* **Data section**:
--------------------------------

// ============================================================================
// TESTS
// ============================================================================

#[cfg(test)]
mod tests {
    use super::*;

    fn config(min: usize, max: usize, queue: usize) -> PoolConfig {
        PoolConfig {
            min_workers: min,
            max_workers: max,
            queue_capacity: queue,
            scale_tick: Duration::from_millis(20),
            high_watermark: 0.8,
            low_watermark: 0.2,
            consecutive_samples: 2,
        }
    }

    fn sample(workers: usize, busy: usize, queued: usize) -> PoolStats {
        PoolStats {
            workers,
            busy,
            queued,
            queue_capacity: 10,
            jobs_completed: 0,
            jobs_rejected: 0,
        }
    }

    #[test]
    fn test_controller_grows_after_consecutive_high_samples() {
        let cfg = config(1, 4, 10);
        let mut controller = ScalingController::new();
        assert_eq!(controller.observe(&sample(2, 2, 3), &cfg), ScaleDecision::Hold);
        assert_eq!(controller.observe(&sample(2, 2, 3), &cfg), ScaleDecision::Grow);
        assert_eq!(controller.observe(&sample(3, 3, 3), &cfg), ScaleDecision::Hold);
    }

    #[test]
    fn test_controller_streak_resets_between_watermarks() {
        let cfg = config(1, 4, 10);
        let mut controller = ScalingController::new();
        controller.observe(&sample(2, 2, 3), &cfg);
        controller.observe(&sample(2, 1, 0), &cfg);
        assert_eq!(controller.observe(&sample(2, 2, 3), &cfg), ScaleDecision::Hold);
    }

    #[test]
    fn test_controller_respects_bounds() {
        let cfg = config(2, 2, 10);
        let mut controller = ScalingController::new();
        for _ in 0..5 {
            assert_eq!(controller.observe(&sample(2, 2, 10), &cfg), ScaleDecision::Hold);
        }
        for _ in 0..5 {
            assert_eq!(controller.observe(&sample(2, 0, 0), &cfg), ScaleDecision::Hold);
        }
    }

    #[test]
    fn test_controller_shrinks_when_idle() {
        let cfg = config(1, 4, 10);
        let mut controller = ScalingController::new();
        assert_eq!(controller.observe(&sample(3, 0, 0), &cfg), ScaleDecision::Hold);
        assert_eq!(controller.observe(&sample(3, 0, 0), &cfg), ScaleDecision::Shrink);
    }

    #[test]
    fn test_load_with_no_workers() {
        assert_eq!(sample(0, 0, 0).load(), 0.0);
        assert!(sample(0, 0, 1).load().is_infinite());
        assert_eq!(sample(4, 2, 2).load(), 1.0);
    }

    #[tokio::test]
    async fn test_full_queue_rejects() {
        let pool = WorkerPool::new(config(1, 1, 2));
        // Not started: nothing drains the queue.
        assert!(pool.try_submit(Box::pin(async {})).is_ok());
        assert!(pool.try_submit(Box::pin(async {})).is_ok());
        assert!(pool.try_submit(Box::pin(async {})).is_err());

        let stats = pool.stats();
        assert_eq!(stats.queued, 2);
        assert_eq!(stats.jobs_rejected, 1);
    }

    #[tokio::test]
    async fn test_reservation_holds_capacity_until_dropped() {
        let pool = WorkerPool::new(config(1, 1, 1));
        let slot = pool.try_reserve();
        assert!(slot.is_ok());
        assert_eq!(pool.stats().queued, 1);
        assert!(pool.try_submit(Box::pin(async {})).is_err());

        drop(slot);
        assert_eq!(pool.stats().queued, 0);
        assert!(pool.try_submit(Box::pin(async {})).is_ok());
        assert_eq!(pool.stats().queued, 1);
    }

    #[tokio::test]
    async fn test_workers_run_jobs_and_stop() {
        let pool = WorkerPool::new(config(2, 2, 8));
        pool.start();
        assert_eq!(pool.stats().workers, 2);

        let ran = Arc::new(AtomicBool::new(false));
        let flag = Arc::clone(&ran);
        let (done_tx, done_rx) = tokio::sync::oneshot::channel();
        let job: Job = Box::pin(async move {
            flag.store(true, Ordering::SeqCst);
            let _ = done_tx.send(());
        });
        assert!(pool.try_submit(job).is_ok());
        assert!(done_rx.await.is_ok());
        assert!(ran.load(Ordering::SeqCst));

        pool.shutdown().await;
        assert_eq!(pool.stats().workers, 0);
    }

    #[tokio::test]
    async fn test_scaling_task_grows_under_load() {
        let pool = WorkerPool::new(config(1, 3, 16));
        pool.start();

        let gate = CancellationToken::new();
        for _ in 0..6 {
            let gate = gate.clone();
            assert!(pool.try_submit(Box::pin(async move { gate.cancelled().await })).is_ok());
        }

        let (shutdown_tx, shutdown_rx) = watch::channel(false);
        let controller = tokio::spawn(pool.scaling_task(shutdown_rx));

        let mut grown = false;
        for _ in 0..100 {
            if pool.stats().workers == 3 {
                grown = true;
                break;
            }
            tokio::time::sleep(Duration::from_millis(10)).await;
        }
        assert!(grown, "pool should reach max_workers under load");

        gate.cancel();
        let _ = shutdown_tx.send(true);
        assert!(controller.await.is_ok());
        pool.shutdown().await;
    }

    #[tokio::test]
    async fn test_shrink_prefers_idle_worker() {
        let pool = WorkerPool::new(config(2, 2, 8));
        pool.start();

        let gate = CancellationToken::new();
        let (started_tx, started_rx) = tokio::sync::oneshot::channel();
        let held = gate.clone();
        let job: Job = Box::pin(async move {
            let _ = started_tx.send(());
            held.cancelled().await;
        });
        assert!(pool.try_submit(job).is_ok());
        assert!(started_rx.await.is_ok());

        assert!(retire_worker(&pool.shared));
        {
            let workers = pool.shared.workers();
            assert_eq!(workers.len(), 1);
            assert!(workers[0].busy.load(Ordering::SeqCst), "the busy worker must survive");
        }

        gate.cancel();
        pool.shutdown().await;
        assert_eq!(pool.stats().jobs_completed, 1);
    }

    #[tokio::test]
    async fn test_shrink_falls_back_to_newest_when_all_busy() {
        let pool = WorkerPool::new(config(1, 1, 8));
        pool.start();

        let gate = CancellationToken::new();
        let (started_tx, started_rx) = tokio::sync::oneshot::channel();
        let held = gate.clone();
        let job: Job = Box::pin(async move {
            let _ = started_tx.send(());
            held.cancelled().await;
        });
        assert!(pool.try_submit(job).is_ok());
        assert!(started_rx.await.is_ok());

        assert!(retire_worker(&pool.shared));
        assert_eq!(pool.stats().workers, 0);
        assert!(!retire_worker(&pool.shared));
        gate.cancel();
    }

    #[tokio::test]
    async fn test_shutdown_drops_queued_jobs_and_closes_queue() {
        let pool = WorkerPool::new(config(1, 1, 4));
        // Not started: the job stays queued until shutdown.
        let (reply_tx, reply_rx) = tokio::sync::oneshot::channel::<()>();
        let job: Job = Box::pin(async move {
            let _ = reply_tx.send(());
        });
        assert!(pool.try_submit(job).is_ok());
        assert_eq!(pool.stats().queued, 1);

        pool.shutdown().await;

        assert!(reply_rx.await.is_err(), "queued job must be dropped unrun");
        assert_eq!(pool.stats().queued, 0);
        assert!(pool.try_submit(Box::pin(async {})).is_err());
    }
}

--------------------------------

Word for word, give the whole listing again.

// ============================================================================
// TESTS
// ============================================================================

#[cfg(test)]
mod tests {
    use super::*;

    fn config(min: usize, max: usize, queue: usize) -> PoolConfig {
        PoolConfig {
            min_workers: min,
            max_workers: max,
            queue_capacity: queue,
            scale_tick: Duration::from_millis(20),
            high_watermark: 0.8,
            low_watermark: 0.2,
            consecutive_samples: 2,
        }
    }

    fn sample(workers: usize, busy: usize, queued: usize) -> PoolStats {
        PoolStats {
            workers,
            busy,
            queued,
            queue_capacity: 10,
            jobs_completed: 0,
            jobs_rejected: 0,
        }
    }

    #[test]
    fn test_controller_grows_after_consecutive_high_samples() {
        let cfg = config(1, 4, 10);
        let mut controller = ScalingController::new();
        assert_eq!(controller.observe(&sample(2, 2, 3), &cfg), ScaleDecision::Hold);
        assert_eq!(controller.observe(&sample(2, 2, 3), &cfg), ScaleDecision::Grow);
        assert_eq!(controller.observe(&sample(3, 3, 3), &cfg), ScaleDecision::Hold);
    }

    #[test]
    fn test_controller_streak_resets_between_watermarks() {
        let cfg = config(1, 4, 10);
        let mut controller = ScalingController::new();
        controller.observe(&sample(2, 2, 3), &cfg);
        controller.observe(&sample(2, 1, 0), &cfg);
        assert_eq!(controller.observe(&sample(2, 2, 3), &cfg), ScaleDecision::Hold);
    }

    #[test]
    fn test_controller_respects_bounds() {
        let cfg = config(2, 2, 10);
        let mut controller = ScalingController::new();
        for _ in 0..5 {
            assert_eq!(controller.observe(&sample(2, 2, 10), &cfg), ScaleDecision::Hold);
        }
        for _ in 0..5 {
            assert_eq!(controller.observe(&sample(2, 0, 0), &cfg), ScaleDecision::Hold);
        }
    }

    #[test]
    fn test_controller_shrinks_when_idle() {
        let cfg = config(1, 4, 10);
        let mut controller = ScalingController::new();
        assert_eq!(controller.observe(&sample(3, 0, 0), &cfg), ScaleDecision::Hold);
        assert_eq!(controller.observe(&sample(3, 0, 0), &cfg), ScaleDecision::Shrink);
    }

    #[test]
    fn test_load_with_no_workers() {
        assert_eq!(sample(0, 0, 0).load(), 0.0);
        assert!(sample(0, 0, 1).load().is_infinite());
        assert_eq!(sample(4, 2, 2).load(), 1.0);
    }

    #[tokio::test]
    async fn test_full_queue_rejects() {
        let pool = WorkerPool::new(config(1, 1, 2));
        // Not started: nothing drains the queue.
        assert!(pool.try_submit(Box::pin(async {})).is_ok());
        assert!(pool.try_submit(Box::pin(async {})).is_ok());
        assert!(pool.try_submit(Box::pin(async {})).is_err());

        let stats = pool.stats();
        assert_eq!(stats.queued, 2);
        assert_eq!(stats.jobs_rejected, 1);
    }

    #[tokio::test]
    async fn test_reservation_holds_capacity_until_dropped() {
        let pool = WorkerPool::new(config(1, 1, 1));
        let slot = pool.try_reserve();
        assert!(slot.is_ok());
        assert_eq!(pool.stats().queued, 1);
        assert!(pool.try_submit(Box::pin(async {})).is_err());

        drop(slot);
        assert_eq!(pool.stats().queued, 0);
        assert!(pool.try_submit(Box::pin(async {})).is_ok());
        assert_eq!(pool.stats().queued, 1);
    }

    #[tokio::test]
    async fn test_workers_run_jobs_and_stop() {
        let pool = WorkerPool::new(config(2, 2, 8));
        pool.start();
        assert_eq!(pool.stats().workers, 2);

        let ran = Arc::new(AtomicBool::new(false));
        let flag = Arc::clone(&ran);
        let (done_tx, done_rx) = tokio::sync::oneshot::channel();
        let job: Job = Box::pin(async move {
            flag.store(true, Ordering::SeqCst);
            let _ = done_tx.send(());
        });
        assert!(pool.try_submit(job).is_ok());
        assert!(done_rx.await.is_ok());
        assert!(ran.load(Ordering::SeqCst));

        pool.shutdown().await;
        assert_eq!(pool.stats().workers, 0);
    }

    #[tokio::test]
    async fn test_scaling_task_grows_under_load() {
        let pool = WorkerPool::new(config(1, 3, 16));
        pool.start();

        let gate = CancellationToken::new();
        for _ in 0..6 {
            let gate = gate.clone();
            assert!(pool.try_submit(Box::pin(async move { gate.cancelled().await })).is_ok());
        }

        let (shutdown_tx, shutdown_rx) = watch::channel(false);
        let controller = tokio::spawn(pool.scaling_task(shutdown_rx));

        let mut grown = false;
        for _ in 0..100 {
            if pool.stats().workers == 3 {
                grown = true;
                break;
            }
            tokio::time::sleep(Duration::from_millis(10)).await;
        }
        assert!(grown, "pool should reach max_workers under load");

        gate.cancel();
        let _ = shutdown_tx.send(true);
        assert!(controller.await.is_ok());
        pool.shutdown().await;
    }

    #[tokio::test]
    async fn test_shrink_prefers_idle_worker() {
        let pool = WorkerPool::new(config(2, 2, 8));
        pool.start();

        let gate = CancellationToken::new();
        let (started_tx, started_rx) = tokio::sync::oneshot::channel();
        let held = gate.clone();
        let job: Job = Box::pin(async move {
            let _ = started_tx.send(());
            held.cancelled().await;
        });
        assert!(pool.try_submit(job).is_ok());
        assert!(started_rx.await.is_ok());

        assert!(retire_worker(&pool.shared));
        {
            let workers = pool.shared.workers();
            assert_eq!(workers.len(), 1);
            assert!(workers[0].busy.load(Ordering::SeqCst), "the busy worker must survive");
        }

        gate.cancel();
        pool.shutdown().await;
        assert_eq!(pool.stats().jobs_completed, 1);
    }

    #[tokio::test]
    async fn test_shrink_falls_back_to_newest_when_all_busy() {
        let pool = WorkerPool::new(config(1, 1, 8));
        pool.start();

        let gate = CancellationToken::new();
        let (started_tx, started_rx) = tokio::sync::oneshot::channel();
        let held = gate.clone();
        let job: Job = Box::pin(async move {
            let _ = started_tx.send(());
            held.cancelled().await;
        });
        assert!(pool.try_submit(job).is_ok());
        assert!(started_rx.await.is_ok());

        assert!(retire_worker(&pool.shared));
        assert_eq!(pool.stats().workers, 0);
        assert!(!retire_worker(&pool.shared));
        gate.cancel();
    }

    #[tokio::test]
    async fn test_shutdown_drops_queued_jobs_and_closes_queue() {
        let pool = WorkerPool::new(config(1, 1, 4));
        // Not started: the job stays queued until shutdown.
        let (reply_tx, reply_rx) = tokio::sync::oneshot::channel::<()>();
        let job: Job = Box::pin(async move {
            let _ = reply_tx.send(());
        });
        assert!(pool.try_submit(job).is_ok());
        assert_eq!(pool.stats().queued, 1);

        pool.shutdown().await;

        assert!(reply_rx.await.is_err(), "queued job must be dropped unrun");
        assert_eq!(pool.stats().queued, 0);
        assert!(pool.try_submit(Box::pin(async {})).is_err());
    }
}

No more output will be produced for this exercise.